Con la Mirada puesta en la elección del sucesor de Pedro
III Dom. de Pascua C
4-V-2025
«Sígueme» (Jn 21,19)
El primer domingo de Pascua nos hablaba de Pedro y Juan corriendo hasta el sepulcro vacío. El segundo domingo de Pascua, de Jesús resucitado apareciéndose a los Apóstoles y mostrándoles las manos y los pies; y apareciéndose de nuevo, ocho días después, cuando Tomás vio y tocó las llagas del Resucitado. Esas dos primeras apariciones tuvieron lugar en Jerusalén, en una casa cerrada.

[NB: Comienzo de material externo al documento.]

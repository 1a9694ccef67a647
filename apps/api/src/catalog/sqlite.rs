use async_trait::async_trait;
use sqlx::SqlitePool;

use crate::catalog::CatalogStore;
use crate::errors::AppError;
use crate::models::catalog::{Role, RoleRow, SalaryDataPoint, Skill};

/// SQLite-backed catalog. Cloning shares the underlying pool.
#[derive(Clone)]
pub struct SqliteCatalog {
    pool: SqlitePool,
}

impl SqliteCatalog {
    pub fn new(pool: SqlitePool) -> Self {
        Self { pool }
    }
}

#[async_trait]
impl CatalogStore for SqliteCatalog {
    async fn list_roles(&self) -> Result<Vec<Role>, AppError> {
        let rows = sqlx::query_as::<_, RoleRow>(
            r#"
            SELECT title, description, avg_salary, growth_rate, required_skills
            FROM roles
            ORDER BY id
            "#,
        )
        .fetch_all(&self.pool)
        .await?;

        Ok(rows.into_iter().map(Role::from).collect())
    }

    async fn list_salary_points(&self, role_title: &str) -> Result<Vec<SalaryDataPoint>, AppError> {
        Ok(sqlx::query_as::<_, SalaryDataPoint>(
            "SELECT role, year, salary, job_openings FROM salary_data WHERE role = ?",
        )
        .bind(role_title)
        .fetch_all(&self.pool)
        .await?)
    }

    async fn list_skills(&self) -> Result<Vec<Skill>, AppError> {
        Ok(
            sqlx::query_as::<_, Skill>("SELECT name, category FROM skills ORDER BY category, name")
                .fetch_all(&self.pool)
                .await?,
        )
    }
}
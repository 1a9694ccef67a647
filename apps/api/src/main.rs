mod catalog;
mod charts;
mod config;
mod db;
mod errors;
mod matching;
mod models;
mod routes;
mod state;

use anyhow::Result;
use chrono::{Datelike, Utc};
use std::net::SocketAddr;
use std::sync::Arc;
use tower_http::{cors::CorsLayer, trace::TraceLayer};
use tracing::info;
use tracing_subscriber::{layer::SubscriberExt, util::SubscriberInitExt, EnvFilter};

use crate::catalog::schema::apply_schema;
use crate::catalog::seed::{generate_salary_series, seed_catalog};
use crate::catalog::SqliteCatalog;
use crate::config::Config;
use crate::db::create_pool;
use crate::routes::build_router;
use crate::state::AppState;

#[tokio::main]
async fn main() -> Result<()> {
    // Load configuration first (fails on malformed env vars)
    let config = Config::from_env()?;

    // Initialize structured logging
    tracing_subscriber::registry()
        .with(EnvFilter::try_from_default_env().unwrap_or_else(|_| {
            EnvFilter::new(format!("{}={}", env!("CARGO_PKG_NAME"), &config.rust_log))
        }))
        .with(tracing_subscriber::fmt::layer())
        .init();

    info!("Starting Careers API v{}", env!("CARGO_PKG_VERSION"));

    // Initialize SQLite and the catalog tables
    let db = create_pool(&config.database_url, config.db_max_connections).await?;
    apply_schema(&db).await?;

    // Seeding must finish before the listener accepts requests
    if config.seed_on_startup {
        let series = generate_salary_series(Utc::now().year(), &mut rand::rng());
        seed_catalog(&db, &series).await?;
    } else {
        info!("SEED_ON_STARTUP disabled; serving catalog as-is");
    }

    let state = AppState::new(Arc::new(SqliteCatalog::new(db)));

    // Build router
    let app = build_router(state)
        .layer(TraceLayer::new_for_http())
        .layer(CorsLayer::permissive());

    let addr: SocketAddr = format!("0.0.0.0:{}", config.port).parse()?;
    info!("Listening on {addr}");

    let listener = tokio::net::TcpListener::bind(addr).await?;
    axum::serve(listener, app).await?;

    Ok(())
}
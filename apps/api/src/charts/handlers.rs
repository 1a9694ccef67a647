use axum::{
    extract::{Path, State},
    Json,
};

use crate::charts::trends::TrendCharts;
use crate::errors::AppError;
use crate::state::AppState;

/// GET /role/:title
///
/// Trend charts for any title; fields are `null` when no series exists.
pub async fn handle_role_details(
    State(state): State<AppState>,
    Path(role_title): Path<String>,
) -> Result<Json<TrendCharts>, AppError> {
    let charts = state.charts.build_trend_charts(&role_title).await?;
    Ok(Json(charts))
}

Ya entonces Jesús envía a los apóstoles al mundo, dándoles su Espíritu y la misión de administrar el perdón de los pecados que él ha ganado en la cruz: «“Como el Padre me envió, así os envío yo”. Dicho esto sopló sobre ellos y les dijo: “Recibid el Espíritu Santo; a quienes les perdonéis los pecados, les son perdonados; a quienes se los retengáis, les son retenidos”». Pero, a pesar de dicho envío y misión, el centro de esas dos primeras apariciones es Jesús, la realidad de su resurrección. Primero, que estaba vivo y, luego, cómo estaba vivo: con su humanidad, pero con una vida nueva, la vida de Dios.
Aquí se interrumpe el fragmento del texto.